瀬川:入学後はどのようなゼミに所属されていましたか?
山本:軽部
瀬川:密度の濃いゼミですね。どんな点が印象に残っていますか?
山本:学生が選ぶテーマの大半は、世の中ですでに表面化している問題にフォーカスしたものでしたが、軽部先生はその裏にある真の問題を突き詰める方で、ゼミでも「それは何の問題の一部なのか?」「どんな問題を解きたいのか?」と、ずっと問われ続けました。自分が選んだテーマが面白いかどうかを追求し続ける中で、「問題を自分で定義して解く」という、仕事の本質に通じる考え方を学ぶことができたと感じています。今思い返しても、それまでの頭の使い方とは全く違うため本当に大変でしたが(笑)、叱咤激励される環境の中で成長させてもらいました。今も当時のゼミの友人とよく会うのですが、苦楽をともにしたからこそ、結束が強まったと思います。
松井:私が所属していたのは、藤原雅俊先生の経営戦略のゼミです。授業内容は経営戦略の本を読み、会社の実例を調べたうえで財務諸表を読んでいくというものでした。山本さんのゼミとは違って(笑)、授業は和やかな雰囲気でしたが、その中で藤原先生がよくおっしゃっていたのが「実際の財務諸表や経営戦略から読み取る現実と、いわゆる本に書かれている経営戦略の理論、現実と理論の往復運動をしよう」ということで、それを念頭に置いて実践を積み重ねてきました。社会に出て、その「現実と理論の往復」が仕事に直結する学びだったと実感しており、改めてとてもありがたく感じています。

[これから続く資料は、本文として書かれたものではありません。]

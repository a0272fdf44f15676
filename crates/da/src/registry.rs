//! Lookup of DA layer clients by name.

use crate::mock::MockDaClient;
use crate::{DaError, DaLayer};

type Constructor = fn() -> Box<dyn DaLayer>;

fn new_mock() -> Box<dyn DaLayer> {
    Box::new(MockDaClient::new())
}

const CLIENTS: &[(&str, Constructor)] = &[("mock", new_mock)];

/// Create an uninitialized client for the named backend.
pub fn get_client(name: &str) -> Result<Box<dyn DaLayer>, DaError> {
    CLIENTS
        .iter()
        .find(|(registered, _)| *registered == name)
        .map(|(_, constructor)| constructor())
        .ok_or_else(|| DaError::UnknownBackend(name.to_string()))
}

/// Names of all registered backends.
pub fn registered_clients() -> Vec<&'static str> {
    CLIENTS.iter().map(|(name, _)| *name).collect()
}
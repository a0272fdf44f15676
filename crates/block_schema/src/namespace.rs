//! Namespace identifiers scoping a rollup's header and data streams.

use serde::{Deserialize, Serialize};
use std::fmt;
use thiserror::Error;

/// Length of a namespace ID in bytes.
pub const NAMESPACE_ID_LEN: usize = 8;

#[derive(Error, Debug, PartialEq)]
pub enum NamespaceError {
    #[error("invalid hex: {0}")]
    Hex(#[from] hex::FromHexError),
    #[error("invalid length of namespace ID, expected: {expected}, got: {got}")]
    Length { expected: usize, got: usize },
}

/// Fixed-length namespace identifier.
#[derive(Debug, Clone, Copy, Default, PartialEq, Eq, Hash, Serialize, Deserialize)]
pub struct NamespaceId(pub [u8; NAMESPACE_ID_LEN]);

impl NamespaceId {
    pub fn from_bytes(bytes: &[u8]) -> Result<Self, NamespaceError> {
        let id: [u8; NAMESPACE_ID_LEN] =
            bytes.try_into().map_err(|_| NamespaceError::Length {
                expected: NAMESPACE_ID_LEN,
                got: bytes.len(),
            })?;
        Ok(Self(id))
    }

    /// Parse a hex-encoded namespace ID.
    pub fn from_hex(s: &str) -> Result<Self, NamespaceError> {
        let bytes = hex::decode(s)?;
        Self::from_bytes(&bytes)
    }

    pub fn as_bytes(&self) -> &[u8; NAMESPACE_ID_LEN] {
        &self.0
    }
}

impl fmt::Display for NamespaceId {
    fn fmt(&self, f: &mut fmt::Formatter<'_>) -> fmt::Result {
        f.write_str(&hex::encode(self.0))
    }
}

#[cfg(test)]
mod tests {
    use super::*;

    #[test]
    fn test_from_hex() {
        let ns = NamespaceId::from_hex("0102030405060708").unwrap();
        assert_eq!(ns.0, [1, 2, 3, 4, 5, 6, 7, 8]);
        assert_eq!(ns.to_string(), "0102030405060708");
    }

    #[test]
    fn test_wrong_length() {
        let err = NamespaceId::from_hex("010203").unwrap_err();
        assert_eq!(
            err,
            NamespaceError::Length {
                expected: 8,
                got: 3
            }
        );
        assert!(err.to_string().contains("expected: 8, got: 3"));
    }

    #[test]
    fn test_bad_hex() {
        assert!(matches!(
            NamespaceId::from_hex("zz"),
            Err(NamespaceError::Hex(_))
        ));
        assert_eq!(
            NamespaceId::from_hex("0g"),
            Err(NamespaceError::Hex(hex::FromHexError::InvalidHexCharacter {
                c: 'g',
                index: 1
            }))
        );
    }
}
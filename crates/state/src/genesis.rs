//! Genesis document.

use crate::params::ConsensusParams;
use crate::validators::{Validator, ValidatorSet};
use crate::StateError;
use block_schema::Hash32;
use serde::{Deserialize, Serialize};
use std::path::Path;

fn default_initial_height() -> u64 {
    1
}

/// A validator listed in the genesis document.
#[derive(Debug, Clone, Serialize, Deserialize, PartialEq, Eq)]
pub struct GenesisValidator {
    #[serde(with = "hex::serde")]
    pub pub_key: Vec<u8>,
    pub power: u64,
    #[serde(default)]
    pub name: String,
}

/// Chain parameters fixed at genesis.
#[derive(Debug, Clone, Serialize, Deserialize, PartialEq, Eq)]
pub struct GenesisDoc {
    pub chain_id: String,
    #[serde(default = "default_initial_height")]
    pub initial_height: u64,
    /// Genesis time in unix milliseconds.
    #[serde(default)]
    pub genesis_time: u64,
    #[serde(default)]
    pub validators: Vec<GenesisValidator>,
    #[serde(default)]
    pub consensus_params: ConsensusParams,
    #[serde(default, with = "hex::serde")]
    pub app_hash: Hash32,
}

impl GenesisDoc {
    /// Genesis with a single chain id and default everything else.
    pub fn new(chain_id: impl Into<String>) -> Self {
        Self {
            chain_id: chain_id.into(),
            initial_height: default_initial_height(),
            genesis_time: 0,
            validators: Vec::new(),
            consensus_params: ConsensusParams::default(),
            app_hash: [0u8; 32],
        }
    }

    /// Add a validator.
    pub fn with_validator(mut self, pub_key: Vec<u8>, power: u64) -> Self {
        self.validators.push(GenesisValidator {
            pub_key,
            power,
            name: String::new(),
        });
        self
    }

    /// Read a genesis document from a JSON file.
    pub fn from_json_file(path: impl AsRef<Path>) -> Result<Self, StateError> {
        let content = std::fs::read_to_string(path)?;
        let doc: Self = serde_json::from_str(&content)?;
        doc.validate()?;
        Ok(doc)
    }

    pub fn validate(&self) -> Result<(), StateError> {
        if self.chain_id.is_empty() {
            return Err(StateError::InvalidGenesis("chain_id is empty".to_string()));
        }
        if self.initial_height == 0 {
            return Err(StateError::InvalidGenesis(
                "initial_height must be at least 1".to_string(),
            ));
        }
        self.consensus_params.validate()?;
        self.validator_set()?;
        Ok(())
    }

    /// The genesis validator set.
    pub fn validator_set(&self) -> Result<ValidatorSet, StateError> {
        ValidatorSet::new(
            self.validators
                .iter()
                .map(|v| Validator::new(v.pub_key.clone(), v.power))
                .collect(),
        )
    }
}

#[cfg(test)]
mod tests {
    use super::*;
    use std::io::Write;

    #[test]
    fn test_json_defaults() {
        let doc: GenesisDoc = serde_json::from_str(r#"{"chain_id": "rollup-1"}"#).unwrap();
        assert_eq!(doc, GenesisDoc::new("rollup-1"));
        doc.validate().unwrap();
    }

    #[test]
    fn test_from_file() {
        let mut file = tempfile::NamedTempFile::new().unwrap();
        write!(
            file,
            r#"{{"chain_id": "rollup-1", "initial_height": 5,
                "validators": [{{"pub_key": "0a0b", "power": 7, "name": "seq"}}]}}"#
        )
        .unwrap();

        let doc = GenesisDoc::from_json_file(file.path()).unwrap();
        assert_eq!(doc.initial_height, 5);
        assert_eq!(doc.validators[0].pub_key, vec![0x0a, 0x0b]);
        assert_eq!(doc.validator_set().unwrap().total_voting_power(), 7);
    }

    #[test]
    fn test_invalid_genesis() {
        assert!(matches!(
            GenesisDoc::new("").validate(),
            Err(StateError::InvalidGenesis(_))
        ));

        let mut doc = GenesisDoc::new("rollup-1");
        doc.initial_height = 0;
        assert!(doc.validate().is_err());

        let doc = GenesisDoc::new("rollup-1")
            .with_validator(b"alice".to_vec(), 1)
            .with_validator(b"alice".to_vec(), 2);
        assert!(matches!(
            doc.validate(),
            Err(StateError::DuplicateValidator(_))
        ));
    }
}
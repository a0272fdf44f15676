//! Rollup chain state.
//!
//! This crate provides the persisted record of rollup progress: the last applied
//! block, the DA retrieval cursor, and the versioned validator sets and consensus
//! parameters, together with the transition bookkeeping that keeps them
//! consistent from one block to the next.

pub mod chain_state;
pub mod genesis;
pub mod params;
pub mod state_store;
pub mod validators;

pub use chain_state::{ChainState, ExecutionOutcome};
pub use genesis::{GenesisDoc, GenesisValidator};
pub use params::ConsensusParams;
pub use state_store::ChainStateStore;
pub use validators::{Validator, ValidatorSet, ValidatorUpdate};

use thiserror::Error;

/// Errors that can occur during state operations.
#[derive(Error, Debug)]
pub enum StateError {
    #[error("store error: {0}")]
    Store(#[from] store::StoreError),
    #[error("serialization error: {0}")]
    Serialization(String),
    #[error("io error: {0}")]
    Io(#[from] std::io::Error),
    #[error("invalid genesis json: {0}")]
    Json(#[from] serde_json::Error),
    #[error("invalid genesis: {0}")]
    InvalidGenesis(String),
    #[error("wrong chain id: expected {expected}, got {got}")]
    WrongChainId { expected: String, got: String },
    #[error("non-contiguous block height: expected {expected}, got {got}")]
    NonContiguousHeight { expected: u64, got: u64 },
    #[error("block time went backwards: last {last}, got {got}")]
    TimeRegression { last: u64, got: u64 },
    #[error("block height regression: persisted {persisted}, got {got}")]
    HeightRegression { persisted: u64, got: u64 },
    #[error("DA height regression: current {current}, got {got}")]
    DaHeightRegression { current: u64, got: u64 },
    #[error("invalid validator: {0}")]
    InvalidValidator(String),
    #[error("duplicate validator: {0}")]
    DuplicateValidator(String),
    #[error("unknown validator: {0}")]
    UnknownValidator(String),
    #[error("validator set would be empty")]
    EmptyValidatorSet,
    #[error("total voting power overflow")]
    VotingPowerOverflow,
    #[error("invalid consensus params: {0}")]
    InvalidConsensusParams(String),
}
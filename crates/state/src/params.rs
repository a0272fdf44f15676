//! Consensus parameters.

use crate::StateError;
use serde::{Deserialize, Serialize};

/// Hard cap on the block size (100 MiB).
pub const MAX_BLOCK_SIZE_BYTES: i64 = 104_857_600;

/// Public key types a validator may use.
pub const KNOWN_PUB_KEY_TYPES: &[&str] = &["ed25519", "secp256k1"];

#[derive(Debug, Clone, Serialize, Deserialize, PartialEq, Eq)]
pub struct BlockParams {
    /// Maximum block size in bytes, or -1 for the hard cap.
    pub max_bytes: i64,
    /// Maximum gas per block, or -1 for unlimited.
    pub max_gas: i64,
}

#[derive(Debug, Clone, Serialize, Deserialize, PartialEq, Eq)]
pub struct EvidenceParams {
    pub max_age_num_blocks: i64,
    pub max_age_duration_ms: u64,
    pub max_bytes: i64,
}

#[derive(Debug, Clone, Serialize, Deserialize, PartialEq, Eq)]
pub struct ValidatorParams {
    pub pub_key_types: Vec<String>,
}

#[derive(Debug, Clone, Default, Serialize, Deserialize, PartialEq, Eq)]
pub struct VersionParams {
    pub app: u64,
}

#[derive(Debug, Clone, Serialize, Deserialize, PartialEq, Eq)]
pub struct ConsensusParams {
    pub block: BlockParams,
    pub evidence: EvidenceParams,
    pub validator: ValidatorParams,
    #[serde(default)]
    pub version: VersionParams,
}

impl Default for ConsensusParams {
    fn default() -> Self {
        Self {
            block: BlockParams {
                max_bytes: 22_020_096,
                max_gas: -1,
            },
            evidence: EvidenceParams {
                max_age_num_blocks: 100_000,
                max_age_duration_ms: 48 * 60 * 60 * 1000,
                max_bytes: 1_048_576,
            },
            validator: ValidatorParams {
                pub_key_types: vec!["ed25519".to_string()],
            },
            version: VersionParams::default(),
        }
    }
}

impl ConsensusParams {
    /// Check the parameters are internally consistent.
    pub fn validate(&self) -> Result<(), StateError> {
        let invalid = |msg: String| Err(StateError::InvalidConsensusParams(msg));

        if self.block.max_bytes == 0 || self.block.max_bytes < -1 {
            return invalid(format!(
                "block.max_bytes must be -1 or greater than 0, got {}",
                self.block.max_bytes
            ));
        }
        if self.block.max_bytes > MAX_BLOCK_SIZE_BYTES {
            return invalid(format!(
                "block.max_bytes is too big: {} > {}",
                self.block.max_bytes, MAX_BLOCK_SIZE_BYTES
            ));
        }
        if self.block.max_gas < -1 {
            return invalid(format!(
                "block.max_gas must be greater or equal to -1, got {}",
                self.block.max_gas
            ));
        }
        if self.evidence.max_age_num_blocks <= 0 {
            return invalid(format!(
                "evidence.max_age_num_blocks must be greater than 0, got {}",
                self.evidence.max_age_num_blocks
            ));
        }
        if self.evidence.max_age_duration_ms == 0 {
            return invalid("evidence.max_age_duration_ms must be greater than 0".to_string());
        }
        let block_cap = if self.block.max_bytes == -1 {
            MAX_BLOCK_SIZE_BYTES
        } else {
            self.block.max_bytes
        };
        if self.evidence.max_bytes < 0 || self.evidence.max_bytes > block_cap {
            return invalid(format!(
                "evidence.max_bytes must be in [0, {}], got {}",
                block_cap, self.evidence.max_bytes
            ));
        }
        if self.validator.pub_key_types.is_empty() {
            return invalid("validator.pub_key_types must not be empty".to_string());
        }
        for key_type in &self.validator.pub_key_types {
            if !KNOWN_PUB_KEY_TYPES.contains(&key_type.as_str()) {
                return invalid(format!("unknown pub key type: {}", key_type));
            }
        }
        Ok(())
    }
}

瀬川:お二人とも今につながるゼミ生活を送られたのですね。ところで、部活やサークルには入られていましたか?
松井:「Swings」というバドミントンサークルに入っていました。入学する前の年にできたサークルで、留学準備に入る2年生の時までは、サークル活動に注力していました。
山本:私は「劇団コギト」という演劇サークルで、1年目は舞台の実制作、2年目からは舞台監督として役者以外のスタッフの全般的な取りまとめを担当していました。集客のためのマーケティングや、公演をスムーズに遂行するためのプロジェクトマネジメントも行っていたので、これも現在の仕事につながっていますね。
英語力への危機感から
志した長期留学への道
瀬川:お二人とも在学中に留学されていますが、留学を決めたきっかけはどんなものでしたか?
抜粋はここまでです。